Supplied material:
pub mod check;
pub mod proxy;

use serde::{Deserialize, Serialize};
use std::collections::HashMap;
use strum::{Display, EnumString};

pub use check::{CheckType, HealthCheck};
pub use proxy::{ConnectProxyConfig, ProxyOverride, Upstream, UpstreamDestType};

#[derive(Clone, Copy, Debug, Default, Eq, PartialEq, Display, EnumString, Serialize, Deserialize)]
#[serde(rename_all = "kebab-case")]
#[strum(serialize_all = "kebab-case")]
pub enum ServiceKind {
    #[default]
    Typical,
    ConnectProxy,
}

/// A service as it is held in the agent's local registry.
#[derive(Clone, Debug, Default, PartialEq, Serialize, Deserialize)]
#[serde(default)]
pub struct NodeService {
    pub kind: ServiceKind,
    pub id: String,
    pub service: String,
    #[serde(skip_serializing_if = "Vec::is_empty")]
    pub tags: Vec<String>,
    #[serde(skip_serializing_if = "String::is_empty")]
    pub address: String,
    #[serde(skip_serializing_if = "HashMap::is_empty")]
    pub meta: HashMap<String, String>,
    pub port: u16,
    pub enable_tag_override: bool,
    #[serde(skip_serializing_if = "Option::is_none")]
    pub proxy: Option<ConnectProxyConfig>,
}

impl NodeService {
    pub fn is_connect_proxy(&self) -> bool {
        self.kind == ServiceKind::ConnectProxy
    }
}

/// A registration request as written by the user.
#[derive(Clone, Debug, Default, PartialEq, Serialize, Deserialize)]
#[serde(default)]
pub struct ServiceDefinition {
    pub kind: ServiceKind,
    pub id: String,
    pub name: String,
    pub tags: Vec<String>,
    pub address: String,
    pub meta: HashMap<String, String>,
    pub port: u16,
    pub enable_tag_override: bool,
    pub proxy: Option<ConnectProxyConfig>,
    pub checks: Vec<CheckType>,
    pub connect: Option<ServiceConnect>,
}

#[derive(Clone, Debug, Default, PartialEq, Serialize, Deserialize)]
#[serde(default)]
pub struct ServiceConnect {
    pub sidecar_service: Option<SidecarOverride>,
}

impl ServiceDefinition {
    pub fn node_service(&self) -> NodeService {
        let id = if self.id.is_empty() {
            self.name.clone()
        } else {
            self.id.clone()
        };

        NodeService {
            kind: self.kind,
            id,
            service: self.name.clone(),
            tags: self.tags.clone(),
            address: self.address.clone(),
            meta: self.meta.clone(),
            port: self.port,
            enable_tag_override: self.enable_tag_override,
            proxy: self.proxy.clone(),
        }
    }

    pub fn sidecar_service(&self) -> Option<&SidecarOverride> {
        self.connect
            .as_ref()
            .and_then(|connect| connect.sidecar_service.as_ref())
    }
}

/// Listener port requested for a sidecar.
///
/// Zero is always read as "pick one from the sidecar port range". There is
/// no way to register a sidecar without a port; should that ever be needed
/// this type has to grow a third state.
#[derive(Clone, Copy, Debug, Default, Eq, PartialEq, Serialize, Deserialize)]
#[serde(transparent)]
pub struct RequestedPort(u16);

impl RequestedPort {
    pub fn new(port: u16) -> Self {
        RequestedPort(port)
    }

    pub fn explicit(self) -> Option<u16> {
        if self.0 == 0 {
            None
        } else {
            Some(self.0)
        }
    }
}

/// User supplied adjustments to the sidecar derived from a parent service.
///
/// `None` means "inherit the derived default". The sidecar's ID, kind and
/// proxy destination always come from the parent and cannot be expressed
/// here.
#[derive(Clone, Debug, Default, PartialEq, Serialize, Deserialize)]
#[serde(default)]
pub struct SidecarOverride {
    pub name: Option<String>,
    pub port: RequestedPort,
    pub tags: Option<Vec<String>>,
    pub address: Option<String>,
    pub meta: HashMap<String, String>,
    pub enable_tag_override: Option<bool>,
    pub proxy: Option<ProxyOverride>,
    pub token: Option<String>,
    pub check: Option<CheckType>,
}

impl SidecarOverride {
    /// The custom check, unless it was left at its zero value.
    pub fn custom_check(&self) -> Option<&CheckType> {
        self.check.as_ref().filter(|check| !check.is_empty())
    }

    /// The override token, unless it is missing or empty.
    pub fn custom_token(&self) -> Option<&str> {
        self.token.as_deref().filter(|token| !token.is_empty())
    }
}
use super::SidecarError;
use crate::service::CheckType;
use std::time::Duration;

pub const LISTENING_CHECK_NAME: &str = "Connect Sidecar Listening";
pub const LISTENING_CHECK_INTERVAL: Duration = Duration::from_secs(10);
const LISTENING_CHECK_HOST: &str = "127.0.0.1";

/// Health checks for a sidecar listening on `port` in front of `parent_id`.
///
/// A non-empty `custom` check replaces the defaults entirely.
pub fn synthesize(
    port: u16,
    parent_id: &str,
    custom: Option<&CheckType>,
) -> Result<Vec<CheckType>, SidecarError> {
    match custom.filter(|check| !check.is_empty()) {
        Some(check) => {
            check.validate()?;
            Ok(vec![check.clone()])
        }
        None => Ok(default_checks(port, parent_id)),
    }
}

fn default_checks(port: u16, parent_id: &str) -> Vec<CheckType> {
    vec![
        CheckType {
            name: LISTENING_CHECK_NAME.to_owned(),
            tcp: format!("{}:{}", LISTENING_CHECK_HOST, port),
            interval: LISTENING_CHECK_INTERVAL,
            ..Default::default()
        },
        CheckType {
            name: format!("Connect Sidecar Aliasing {}", parent_id),
            alias_service: parent_id.to_owned(),
            ..Default::default()
        },
    ]
}
use super::SidecarError;
use std::collections::HashMap;

/// Prefix of meta keys the agent writes itself.
pub const RESERVED_PREFIX: &str = "consul-";
/// Marks services the agent registered as a sidecar of another service.
pub const SIDECAR_KEY: &str = "consul-sidecar";
pub const SIDECAR_VALUE: &str = "y";

pub const MAX_PAIRS: usize = 64;
pub const MAX_KEY_LEN: usize = 128;
pub const MAX_VALUE_LEN: usize = 512;

/// Validates user supplied service meta.
///
/// Must run before the agent injects its own `consul-` keys; the injected
/// keys would fail this check.
pub fn validate_meta(meta: &HashMap<String, String>) -> Result<(), SidecarError> {
    let mut keys: Vec<&String> = meta.keys().collect();
    keys.sort();

    if let Some(key) = keys.iter().find(|key| key.starts_with(RESERVED_PREFIX)) {
        return Err(SidecarError::ReservedMetaKey {
            key: (*key).clone(),
        });
    }

    if meta.len() > MAX_PAIRS {
        return Err(invalid(format!(
            "Node metadata cannot contain more than {} key/value pairs",
            MAX_PAIRS
        )));
    }

    for key in keys {
        if key.is_empty() {
            return Err(invalid("Key cannot be blank".to_owned()));
        }
        if !key
            .chars()
            .all(|c| c.is_ascii_alphanumeric() || c == '_' || c == '-')
        {
            return Err(invalid(format!(
                "Key {:?} contains an invalid character, allowed are [A-Za-z0-9_-]",
                key
            )));
        }
        if key.len() > MAX_KEY_LEN {
            return Err(invalid(format!(
                "Key {:?} is too long (limit: {} characters)",
                key, MAX_KEY_LEN
            )));
        }
        if meta[key].len() > MAX_VALUE_LEN {
            return Err(invalid(format!(
                "Value for key {:?} is too long (limit: {} characters)",
                key, MAX_VALUE_LEN
            )));
        }
    }

    Ok(())
}

fn invalid(reason: String) -> SidecarError {
    SidecarError::InvalidMeta { reason }
}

Work order: Above are the records. Print exactly, and only, the lines from the line with "Ok(vec![check.clone()])" to the line with "of another service.", both inclusive.

Output for this task:
            Ok(vec![check.clone()])
        }
        None => Ok(default_checks(port, parent_id)),
    }
}

fn default_checks(port: u16, parent_id: &str) -> Vec<CheckType> {
    vec![
        CheckType {
            name: LISTENING_CHECK_NAME.to_owned(),
            tcp: format!("{}:{}", LISTENING_CHECK_HOST, port),
            interval: LISTENING_CHECK_INTERVAL,
            ..Default::default()
        },
        CheckType {
            name: format!("Connect Sidecar Aliasing {}", parent_id),
            alias_service: parent_id.to_owned(),
            ..Default::default()
        },
    ]
}
use super::SidecarError;
use std::collections::HashMap;

/// Prefix of meta keys the agent writes itself.
pub const RESERVED_PREFIX: &str = "consul-";
/// Marks services the agent registered as a sidecar of another service.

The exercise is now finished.